- **WORK INSTRUCTION**
A copy is needed of each line in the records that has the word "match".

──────── RECORDS FOR THIS TASK ────────

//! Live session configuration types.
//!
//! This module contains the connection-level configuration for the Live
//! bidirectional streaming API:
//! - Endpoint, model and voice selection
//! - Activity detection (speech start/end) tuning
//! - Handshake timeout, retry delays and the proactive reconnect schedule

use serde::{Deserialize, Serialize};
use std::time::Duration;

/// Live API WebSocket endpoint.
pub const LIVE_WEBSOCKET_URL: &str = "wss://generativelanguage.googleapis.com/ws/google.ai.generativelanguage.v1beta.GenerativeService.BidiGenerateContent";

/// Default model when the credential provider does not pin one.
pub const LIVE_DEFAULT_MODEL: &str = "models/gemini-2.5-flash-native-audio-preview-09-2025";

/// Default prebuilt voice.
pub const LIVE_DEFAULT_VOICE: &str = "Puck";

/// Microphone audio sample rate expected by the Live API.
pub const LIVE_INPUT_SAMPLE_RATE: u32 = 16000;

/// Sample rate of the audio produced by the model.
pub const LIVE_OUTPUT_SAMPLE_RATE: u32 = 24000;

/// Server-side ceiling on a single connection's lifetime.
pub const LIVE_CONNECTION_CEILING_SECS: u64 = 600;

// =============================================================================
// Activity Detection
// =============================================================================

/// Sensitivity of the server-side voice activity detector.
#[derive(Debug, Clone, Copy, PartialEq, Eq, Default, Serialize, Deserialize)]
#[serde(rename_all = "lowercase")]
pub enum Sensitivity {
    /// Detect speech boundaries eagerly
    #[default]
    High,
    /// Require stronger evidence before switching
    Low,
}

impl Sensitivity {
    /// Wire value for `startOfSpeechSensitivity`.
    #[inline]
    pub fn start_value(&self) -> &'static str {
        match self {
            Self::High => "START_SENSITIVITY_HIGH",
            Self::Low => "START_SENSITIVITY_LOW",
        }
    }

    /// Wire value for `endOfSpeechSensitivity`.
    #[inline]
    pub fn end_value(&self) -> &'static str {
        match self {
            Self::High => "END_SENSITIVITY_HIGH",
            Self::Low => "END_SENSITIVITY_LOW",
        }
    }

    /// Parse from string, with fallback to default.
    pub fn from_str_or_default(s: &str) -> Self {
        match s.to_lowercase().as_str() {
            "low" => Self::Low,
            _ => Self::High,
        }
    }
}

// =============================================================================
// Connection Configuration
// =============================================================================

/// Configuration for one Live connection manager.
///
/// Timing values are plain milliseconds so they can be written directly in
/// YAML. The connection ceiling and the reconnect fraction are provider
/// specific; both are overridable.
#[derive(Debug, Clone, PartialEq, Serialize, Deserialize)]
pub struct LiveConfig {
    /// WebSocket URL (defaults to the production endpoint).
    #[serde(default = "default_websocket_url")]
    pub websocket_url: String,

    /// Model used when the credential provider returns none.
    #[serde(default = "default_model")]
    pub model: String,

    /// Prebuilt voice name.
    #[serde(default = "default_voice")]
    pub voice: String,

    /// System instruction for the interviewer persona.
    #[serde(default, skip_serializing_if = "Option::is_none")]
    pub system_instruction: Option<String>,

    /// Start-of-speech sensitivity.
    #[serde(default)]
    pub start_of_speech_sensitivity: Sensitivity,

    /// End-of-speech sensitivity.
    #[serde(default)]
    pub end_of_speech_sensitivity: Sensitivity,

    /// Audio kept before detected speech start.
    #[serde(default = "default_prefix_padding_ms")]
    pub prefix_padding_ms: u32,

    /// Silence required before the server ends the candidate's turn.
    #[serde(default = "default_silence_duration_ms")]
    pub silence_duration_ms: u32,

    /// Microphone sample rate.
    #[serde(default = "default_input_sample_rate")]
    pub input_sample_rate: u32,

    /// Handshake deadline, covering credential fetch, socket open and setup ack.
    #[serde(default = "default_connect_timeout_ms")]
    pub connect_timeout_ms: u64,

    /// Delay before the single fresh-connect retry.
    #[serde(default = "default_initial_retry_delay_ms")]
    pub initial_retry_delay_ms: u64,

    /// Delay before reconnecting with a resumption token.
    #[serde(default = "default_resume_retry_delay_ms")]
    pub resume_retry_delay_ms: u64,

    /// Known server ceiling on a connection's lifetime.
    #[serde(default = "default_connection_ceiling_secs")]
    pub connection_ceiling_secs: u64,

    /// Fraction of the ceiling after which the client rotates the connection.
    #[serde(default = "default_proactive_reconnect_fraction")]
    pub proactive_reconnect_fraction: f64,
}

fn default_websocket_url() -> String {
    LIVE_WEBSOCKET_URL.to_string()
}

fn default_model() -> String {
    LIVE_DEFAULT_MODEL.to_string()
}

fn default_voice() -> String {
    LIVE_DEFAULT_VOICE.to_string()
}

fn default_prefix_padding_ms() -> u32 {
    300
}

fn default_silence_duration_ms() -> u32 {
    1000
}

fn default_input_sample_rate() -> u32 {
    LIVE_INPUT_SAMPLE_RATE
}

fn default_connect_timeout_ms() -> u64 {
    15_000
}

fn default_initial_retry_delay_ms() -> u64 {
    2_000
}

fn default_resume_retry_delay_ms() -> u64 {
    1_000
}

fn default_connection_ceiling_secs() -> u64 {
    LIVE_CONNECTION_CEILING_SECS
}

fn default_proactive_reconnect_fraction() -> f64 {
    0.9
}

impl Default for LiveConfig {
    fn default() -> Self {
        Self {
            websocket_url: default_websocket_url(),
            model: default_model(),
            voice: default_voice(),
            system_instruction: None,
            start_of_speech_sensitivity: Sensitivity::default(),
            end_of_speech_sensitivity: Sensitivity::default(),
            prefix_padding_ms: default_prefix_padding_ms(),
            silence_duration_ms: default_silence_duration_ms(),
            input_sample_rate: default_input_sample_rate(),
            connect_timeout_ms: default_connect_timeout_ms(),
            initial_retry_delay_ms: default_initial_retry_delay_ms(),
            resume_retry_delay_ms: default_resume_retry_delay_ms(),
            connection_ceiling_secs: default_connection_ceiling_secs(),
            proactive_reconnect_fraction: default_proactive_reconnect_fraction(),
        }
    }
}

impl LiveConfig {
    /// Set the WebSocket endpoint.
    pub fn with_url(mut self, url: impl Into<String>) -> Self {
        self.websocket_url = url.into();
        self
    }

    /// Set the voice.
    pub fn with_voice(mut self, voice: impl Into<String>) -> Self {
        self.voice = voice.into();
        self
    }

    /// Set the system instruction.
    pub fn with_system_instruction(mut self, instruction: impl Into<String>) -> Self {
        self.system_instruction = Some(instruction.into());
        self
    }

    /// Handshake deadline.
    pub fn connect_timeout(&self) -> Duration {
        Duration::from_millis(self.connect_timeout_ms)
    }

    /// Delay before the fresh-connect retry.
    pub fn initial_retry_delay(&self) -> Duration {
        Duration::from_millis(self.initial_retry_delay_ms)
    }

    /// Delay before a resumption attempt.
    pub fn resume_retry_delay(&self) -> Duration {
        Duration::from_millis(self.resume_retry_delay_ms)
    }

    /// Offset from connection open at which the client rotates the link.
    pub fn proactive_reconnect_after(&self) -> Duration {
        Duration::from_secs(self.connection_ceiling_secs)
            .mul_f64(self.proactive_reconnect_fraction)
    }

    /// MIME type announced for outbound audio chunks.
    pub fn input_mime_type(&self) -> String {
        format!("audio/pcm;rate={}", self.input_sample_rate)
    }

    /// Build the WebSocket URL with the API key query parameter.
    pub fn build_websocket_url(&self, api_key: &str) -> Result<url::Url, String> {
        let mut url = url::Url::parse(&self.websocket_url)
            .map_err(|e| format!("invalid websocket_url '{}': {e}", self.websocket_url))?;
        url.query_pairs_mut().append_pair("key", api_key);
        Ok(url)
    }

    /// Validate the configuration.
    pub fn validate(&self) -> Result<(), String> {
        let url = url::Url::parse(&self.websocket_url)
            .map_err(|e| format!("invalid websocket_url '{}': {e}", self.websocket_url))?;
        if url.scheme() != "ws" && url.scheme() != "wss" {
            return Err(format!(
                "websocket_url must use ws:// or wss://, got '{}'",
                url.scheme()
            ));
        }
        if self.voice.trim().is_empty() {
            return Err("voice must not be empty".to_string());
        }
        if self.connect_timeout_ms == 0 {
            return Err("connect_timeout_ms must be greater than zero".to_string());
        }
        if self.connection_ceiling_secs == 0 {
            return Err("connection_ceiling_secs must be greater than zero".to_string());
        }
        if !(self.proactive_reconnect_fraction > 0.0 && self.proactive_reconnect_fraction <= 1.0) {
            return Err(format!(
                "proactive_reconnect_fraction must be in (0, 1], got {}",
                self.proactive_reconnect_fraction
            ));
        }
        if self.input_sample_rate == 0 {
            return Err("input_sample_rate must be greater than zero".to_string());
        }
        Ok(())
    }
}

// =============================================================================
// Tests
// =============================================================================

────────
──────── RECORDS FOR THIS TASK ────────

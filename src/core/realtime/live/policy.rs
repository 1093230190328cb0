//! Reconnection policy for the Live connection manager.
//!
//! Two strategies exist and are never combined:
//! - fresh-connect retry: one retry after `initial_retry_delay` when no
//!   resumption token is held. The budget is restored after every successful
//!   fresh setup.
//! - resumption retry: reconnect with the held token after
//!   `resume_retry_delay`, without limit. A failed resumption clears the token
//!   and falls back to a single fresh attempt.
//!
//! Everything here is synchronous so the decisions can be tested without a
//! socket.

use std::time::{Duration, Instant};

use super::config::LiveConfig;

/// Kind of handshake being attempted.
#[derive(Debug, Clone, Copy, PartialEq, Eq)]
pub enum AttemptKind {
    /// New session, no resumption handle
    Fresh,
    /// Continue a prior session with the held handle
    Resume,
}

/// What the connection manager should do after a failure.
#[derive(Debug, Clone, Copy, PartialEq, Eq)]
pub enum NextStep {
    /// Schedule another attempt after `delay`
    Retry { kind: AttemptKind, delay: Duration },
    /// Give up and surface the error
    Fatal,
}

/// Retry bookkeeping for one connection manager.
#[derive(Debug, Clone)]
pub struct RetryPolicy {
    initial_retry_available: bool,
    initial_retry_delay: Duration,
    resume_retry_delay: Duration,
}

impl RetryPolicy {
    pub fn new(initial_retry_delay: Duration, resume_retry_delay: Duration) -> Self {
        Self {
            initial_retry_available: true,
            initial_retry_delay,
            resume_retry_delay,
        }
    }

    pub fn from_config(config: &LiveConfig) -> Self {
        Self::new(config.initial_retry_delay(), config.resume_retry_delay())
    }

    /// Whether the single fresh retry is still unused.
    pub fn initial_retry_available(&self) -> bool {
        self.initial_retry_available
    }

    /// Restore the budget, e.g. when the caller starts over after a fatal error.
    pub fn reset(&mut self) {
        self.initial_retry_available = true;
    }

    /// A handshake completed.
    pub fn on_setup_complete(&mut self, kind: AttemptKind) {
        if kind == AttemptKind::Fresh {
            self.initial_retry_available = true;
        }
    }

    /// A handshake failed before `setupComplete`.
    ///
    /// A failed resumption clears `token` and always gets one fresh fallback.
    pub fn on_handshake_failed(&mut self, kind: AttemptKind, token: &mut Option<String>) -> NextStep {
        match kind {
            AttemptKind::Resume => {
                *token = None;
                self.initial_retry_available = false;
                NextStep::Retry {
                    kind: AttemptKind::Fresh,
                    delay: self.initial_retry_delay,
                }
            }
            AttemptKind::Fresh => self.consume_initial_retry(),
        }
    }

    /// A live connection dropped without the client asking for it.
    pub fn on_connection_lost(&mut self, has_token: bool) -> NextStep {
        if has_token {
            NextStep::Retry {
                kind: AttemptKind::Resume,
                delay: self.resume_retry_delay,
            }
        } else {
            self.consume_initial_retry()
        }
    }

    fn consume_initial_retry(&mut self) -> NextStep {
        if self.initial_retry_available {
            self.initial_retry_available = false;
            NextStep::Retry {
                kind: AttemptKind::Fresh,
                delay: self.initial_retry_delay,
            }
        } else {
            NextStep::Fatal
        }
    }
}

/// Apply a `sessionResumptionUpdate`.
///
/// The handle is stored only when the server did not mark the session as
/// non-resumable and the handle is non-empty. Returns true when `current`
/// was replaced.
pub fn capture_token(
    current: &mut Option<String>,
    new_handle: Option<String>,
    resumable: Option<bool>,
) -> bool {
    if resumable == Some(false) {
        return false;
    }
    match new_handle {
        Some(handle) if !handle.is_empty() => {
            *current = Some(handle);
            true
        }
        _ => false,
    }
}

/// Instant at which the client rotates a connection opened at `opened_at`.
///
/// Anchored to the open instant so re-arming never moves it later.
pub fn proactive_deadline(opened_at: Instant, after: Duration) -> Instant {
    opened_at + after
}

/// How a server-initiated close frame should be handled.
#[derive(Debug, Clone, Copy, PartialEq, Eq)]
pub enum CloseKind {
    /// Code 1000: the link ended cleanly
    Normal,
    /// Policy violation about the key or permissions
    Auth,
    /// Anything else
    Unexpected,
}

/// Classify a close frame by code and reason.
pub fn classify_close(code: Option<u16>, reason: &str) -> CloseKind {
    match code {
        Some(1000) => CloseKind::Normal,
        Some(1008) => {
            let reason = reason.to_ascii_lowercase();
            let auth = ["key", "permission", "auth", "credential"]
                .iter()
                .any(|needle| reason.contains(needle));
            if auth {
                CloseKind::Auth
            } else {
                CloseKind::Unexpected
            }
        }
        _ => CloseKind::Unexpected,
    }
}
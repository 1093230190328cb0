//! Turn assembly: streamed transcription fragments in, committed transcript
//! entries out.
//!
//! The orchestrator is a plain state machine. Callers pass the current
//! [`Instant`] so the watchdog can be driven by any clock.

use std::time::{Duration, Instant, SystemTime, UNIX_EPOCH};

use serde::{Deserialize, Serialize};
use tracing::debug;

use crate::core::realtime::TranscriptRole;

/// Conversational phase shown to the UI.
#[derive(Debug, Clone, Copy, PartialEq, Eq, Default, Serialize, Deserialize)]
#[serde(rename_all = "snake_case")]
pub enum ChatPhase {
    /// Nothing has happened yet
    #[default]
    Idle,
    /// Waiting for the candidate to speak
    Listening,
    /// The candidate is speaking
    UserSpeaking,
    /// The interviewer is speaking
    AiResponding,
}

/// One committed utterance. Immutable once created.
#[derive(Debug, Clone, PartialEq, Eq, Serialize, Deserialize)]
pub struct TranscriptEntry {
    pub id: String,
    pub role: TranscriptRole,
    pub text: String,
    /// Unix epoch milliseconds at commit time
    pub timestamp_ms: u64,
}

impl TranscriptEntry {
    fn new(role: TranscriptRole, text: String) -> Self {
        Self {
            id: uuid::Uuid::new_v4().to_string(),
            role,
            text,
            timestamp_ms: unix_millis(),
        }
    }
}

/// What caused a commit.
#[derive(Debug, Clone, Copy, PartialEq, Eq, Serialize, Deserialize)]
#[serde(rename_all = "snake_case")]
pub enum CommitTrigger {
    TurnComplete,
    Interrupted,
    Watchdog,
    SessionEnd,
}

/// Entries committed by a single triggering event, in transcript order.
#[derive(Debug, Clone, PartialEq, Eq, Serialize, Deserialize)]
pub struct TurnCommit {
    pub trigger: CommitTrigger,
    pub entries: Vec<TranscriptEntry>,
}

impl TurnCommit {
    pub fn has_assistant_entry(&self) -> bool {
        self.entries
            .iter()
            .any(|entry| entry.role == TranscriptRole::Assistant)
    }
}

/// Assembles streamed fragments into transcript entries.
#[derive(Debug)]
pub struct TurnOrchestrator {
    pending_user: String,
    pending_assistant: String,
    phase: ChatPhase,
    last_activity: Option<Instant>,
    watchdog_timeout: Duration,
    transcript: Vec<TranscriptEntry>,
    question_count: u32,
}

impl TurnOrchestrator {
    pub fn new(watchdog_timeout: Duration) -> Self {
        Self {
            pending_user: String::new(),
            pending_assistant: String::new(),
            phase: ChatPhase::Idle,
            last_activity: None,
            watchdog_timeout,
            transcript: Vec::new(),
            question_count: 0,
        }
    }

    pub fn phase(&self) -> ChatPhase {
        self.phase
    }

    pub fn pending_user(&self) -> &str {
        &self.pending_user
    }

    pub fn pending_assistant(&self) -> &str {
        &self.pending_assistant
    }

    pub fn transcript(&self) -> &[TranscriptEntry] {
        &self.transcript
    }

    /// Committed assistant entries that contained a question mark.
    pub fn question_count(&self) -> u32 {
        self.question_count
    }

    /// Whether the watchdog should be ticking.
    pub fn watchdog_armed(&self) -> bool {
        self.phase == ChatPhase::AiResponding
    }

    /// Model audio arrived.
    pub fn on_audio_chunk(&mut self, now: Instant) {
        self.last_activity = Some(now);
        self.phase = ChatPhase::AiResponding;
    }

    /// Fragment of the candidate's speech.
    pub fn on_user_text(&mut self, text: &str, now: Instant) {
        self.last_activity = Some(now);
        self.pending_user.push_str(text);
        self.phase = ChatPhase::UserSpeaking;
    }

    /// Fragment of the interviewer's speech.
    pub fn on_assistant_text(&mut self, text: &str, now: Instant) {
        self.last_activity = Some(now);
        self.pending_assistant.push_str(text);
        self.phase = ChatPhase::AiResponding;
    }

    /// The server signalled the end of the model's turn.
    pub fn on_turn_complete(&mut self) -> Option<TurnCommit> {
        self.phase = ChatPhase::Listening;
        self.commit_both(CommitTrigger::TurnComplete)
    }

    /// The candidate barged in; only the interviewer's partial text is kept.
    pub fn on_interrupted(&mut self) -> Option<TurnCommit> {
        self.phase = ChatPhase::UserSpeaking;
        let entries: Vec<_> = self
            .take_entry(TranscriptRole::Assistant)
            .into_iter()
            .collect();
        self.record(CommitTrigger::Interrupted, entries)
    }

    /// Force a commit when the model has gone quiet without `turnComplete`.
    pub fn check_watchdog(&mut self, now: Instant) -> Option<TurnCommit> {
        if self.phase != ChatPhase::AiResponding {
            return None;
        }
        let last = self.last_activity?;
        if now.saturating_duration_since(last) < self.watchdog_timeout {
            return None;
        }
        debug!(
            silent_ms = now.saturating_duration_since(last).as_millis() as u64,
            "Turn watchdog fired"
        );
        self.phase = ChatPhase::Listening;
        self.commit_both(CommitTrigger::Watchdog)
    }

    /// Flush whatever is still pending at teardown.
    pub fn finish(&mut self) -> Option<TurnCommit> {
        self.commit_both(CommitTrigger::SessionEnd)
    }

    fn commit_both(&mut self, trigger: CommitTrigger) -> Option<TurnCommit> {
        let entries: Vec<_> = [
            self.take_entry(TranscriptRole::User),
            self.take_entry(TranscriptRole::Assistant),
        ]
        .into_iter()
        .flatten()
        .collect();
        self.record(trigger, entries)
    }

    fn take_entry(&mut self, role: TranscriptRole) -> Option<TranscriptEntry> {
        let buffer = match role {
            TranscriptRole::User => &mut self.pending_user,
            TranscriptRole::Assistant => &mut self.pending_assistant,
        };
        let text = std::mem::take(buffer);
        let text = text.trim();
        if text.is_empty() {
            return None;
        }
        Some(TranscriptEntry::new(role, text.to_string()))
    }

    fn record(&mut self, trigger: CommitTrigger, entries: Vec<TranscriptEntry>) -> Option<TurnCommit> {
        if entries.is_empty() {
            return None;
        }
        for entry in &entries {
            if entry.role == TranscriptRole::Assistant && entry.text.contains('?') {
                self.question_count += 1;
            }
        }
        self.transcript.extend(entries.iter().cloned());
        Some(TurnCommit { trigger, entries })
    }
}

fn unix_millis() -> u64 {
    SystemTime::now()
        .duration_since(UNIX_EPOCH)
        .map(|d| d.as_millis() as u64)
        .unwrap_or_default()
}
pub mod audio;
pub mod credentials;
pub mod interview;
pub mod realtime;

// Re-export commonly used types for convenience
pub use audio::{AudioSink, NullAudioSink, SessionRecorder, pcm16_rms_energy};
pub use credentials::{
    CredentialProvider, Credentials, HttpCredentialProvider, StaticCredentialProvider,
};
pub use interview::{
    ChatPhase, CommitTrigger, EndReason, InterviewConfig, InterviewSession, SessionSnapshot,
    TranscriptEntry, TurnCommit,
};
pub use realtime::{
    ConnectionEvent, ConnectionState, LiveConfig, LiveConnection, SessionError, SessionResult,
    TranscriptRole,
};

────────
──────── RECORDS FOR THIS TASK ────────

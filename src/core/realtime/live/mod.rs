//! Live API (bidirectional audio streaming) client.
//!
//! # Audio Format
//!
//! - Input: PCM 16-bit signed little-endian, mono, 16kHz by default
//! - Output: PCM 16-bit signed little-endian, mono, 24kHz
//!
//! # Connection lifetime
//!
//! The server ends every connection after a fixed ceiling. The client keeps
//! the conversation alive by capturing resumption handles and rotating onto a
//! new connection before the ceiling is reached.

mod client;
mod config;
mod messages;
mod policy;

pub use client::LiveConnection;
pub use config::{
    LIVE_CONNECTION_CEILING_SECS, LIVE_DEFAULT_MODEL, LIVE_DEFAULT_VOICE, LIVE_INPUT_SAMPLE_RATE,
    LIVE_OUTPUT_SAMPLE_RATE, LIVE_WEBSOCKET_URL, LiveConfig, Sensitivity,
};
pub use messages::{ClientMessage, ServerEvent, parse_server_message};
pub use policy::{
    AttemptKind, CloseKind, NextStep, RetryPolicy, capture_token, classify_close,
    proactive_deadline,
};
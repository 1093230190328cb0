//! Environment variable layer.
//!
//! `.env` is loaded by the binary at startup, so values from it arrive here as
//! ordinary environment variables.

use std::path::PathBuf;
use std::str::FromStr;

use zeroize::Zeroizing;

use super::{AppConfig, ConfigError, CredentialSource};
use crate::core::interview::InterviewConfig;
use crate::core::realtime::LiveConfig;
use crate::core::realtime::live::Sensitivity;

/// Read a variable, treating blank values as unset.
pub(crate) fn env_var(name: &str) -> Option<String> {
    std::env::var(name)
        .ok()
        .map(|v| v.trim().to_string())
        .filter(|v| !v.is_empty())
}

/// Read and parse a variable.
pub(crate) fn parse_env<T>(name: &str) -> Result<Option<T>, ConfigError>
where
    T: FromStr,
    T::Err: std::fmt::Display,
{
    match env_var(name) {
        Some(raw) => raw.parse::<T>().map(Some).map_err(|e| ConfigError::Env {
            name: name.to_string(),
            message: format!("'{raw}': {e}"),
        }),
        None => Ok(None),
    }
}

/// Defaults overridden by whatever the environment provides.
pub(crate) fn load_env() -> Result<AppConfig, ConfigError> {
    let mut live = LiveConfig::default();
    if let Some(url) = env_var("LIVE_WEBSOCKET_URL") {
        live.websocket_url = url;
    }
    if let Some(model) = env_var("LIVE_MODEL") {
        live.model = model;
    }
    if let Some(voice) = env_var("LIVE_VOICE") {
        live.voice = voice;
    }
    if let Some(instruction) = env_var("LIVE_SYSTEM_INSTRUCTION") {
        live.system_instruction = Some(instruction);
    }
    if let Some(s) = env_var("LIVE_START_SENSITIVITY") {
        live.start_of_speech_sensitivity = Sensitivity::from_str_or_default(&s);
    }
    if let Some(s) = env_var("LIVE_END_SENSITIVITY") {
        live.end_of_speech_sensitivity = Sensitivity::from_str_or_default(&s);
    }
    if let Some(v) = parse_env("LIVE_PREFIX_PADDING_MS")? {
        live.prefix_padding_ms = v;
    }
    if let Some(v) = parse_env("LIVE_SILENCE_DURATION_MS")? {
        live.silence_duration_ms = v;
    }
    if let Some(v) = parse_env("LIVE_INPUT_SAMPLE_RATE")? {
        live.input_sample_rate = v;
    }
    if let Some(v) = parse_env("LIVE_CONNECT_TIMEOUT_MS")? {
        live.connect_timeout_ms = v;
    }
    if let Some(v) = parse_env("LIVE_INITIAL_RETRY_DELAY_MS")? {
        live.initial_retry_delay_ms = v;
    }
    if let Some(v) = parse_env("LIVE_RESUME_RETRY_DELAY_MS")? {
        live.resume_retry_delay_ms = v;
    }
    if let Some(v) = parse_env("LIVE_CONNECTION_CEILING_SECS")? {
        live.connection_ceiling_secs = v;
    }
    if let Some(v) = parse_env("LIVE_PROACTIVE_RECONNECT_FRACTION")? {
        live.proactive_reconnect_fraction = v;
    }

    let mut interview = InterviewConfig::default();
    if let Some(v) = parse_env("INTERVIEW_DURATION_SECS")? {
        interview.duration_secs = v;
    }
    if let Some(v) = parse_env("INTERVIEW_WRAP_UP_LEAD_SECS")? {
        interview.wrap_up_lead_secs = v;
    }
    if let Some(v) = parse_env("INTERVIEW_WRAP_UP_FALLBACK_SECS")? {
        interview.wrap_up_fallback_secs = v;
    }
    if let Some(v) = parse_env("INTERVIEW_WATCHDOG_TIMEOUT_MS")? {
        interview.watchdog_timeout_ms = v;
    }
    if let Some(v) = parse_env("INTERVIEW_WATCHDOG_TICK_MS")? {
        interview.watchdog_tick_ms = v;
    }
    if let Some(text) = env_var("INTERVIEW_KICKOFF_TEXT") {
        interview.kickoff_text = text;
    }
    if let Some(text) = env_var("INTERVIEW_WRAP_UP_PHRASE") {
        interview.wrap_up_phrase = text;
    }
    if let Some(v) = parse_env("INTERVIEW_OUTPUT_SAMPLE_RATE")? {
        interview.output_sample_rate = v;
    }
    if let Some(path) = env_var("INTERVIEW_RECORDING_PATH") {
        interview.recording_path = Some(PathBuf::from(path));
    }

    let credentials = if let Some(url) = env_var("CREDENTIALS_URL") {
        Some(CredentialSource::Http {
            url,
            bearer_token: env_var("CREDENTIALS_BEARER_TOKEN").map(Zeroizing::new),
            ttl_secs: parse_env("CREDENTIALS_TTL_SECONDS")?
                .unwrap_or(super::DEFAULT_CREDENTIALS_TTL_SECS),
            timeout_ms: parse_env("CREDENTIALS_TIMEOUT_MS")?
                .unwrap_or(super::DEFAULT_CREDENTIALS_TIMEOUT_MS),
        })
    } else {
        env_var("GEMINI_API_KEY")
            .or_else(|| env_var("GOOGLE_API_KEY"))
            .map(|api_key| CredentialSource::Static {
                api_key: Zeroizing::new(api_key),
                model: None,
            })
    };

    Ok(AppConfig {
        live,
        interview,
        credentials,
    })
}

────────

- **RESULT OF THIS EXERCISE**
        match self {
        match self {
        match s.to_lowercase().as_str() {
        match kind {
    match new_handle {
    match code {
        let buffer = match role {
    match env_var(name) {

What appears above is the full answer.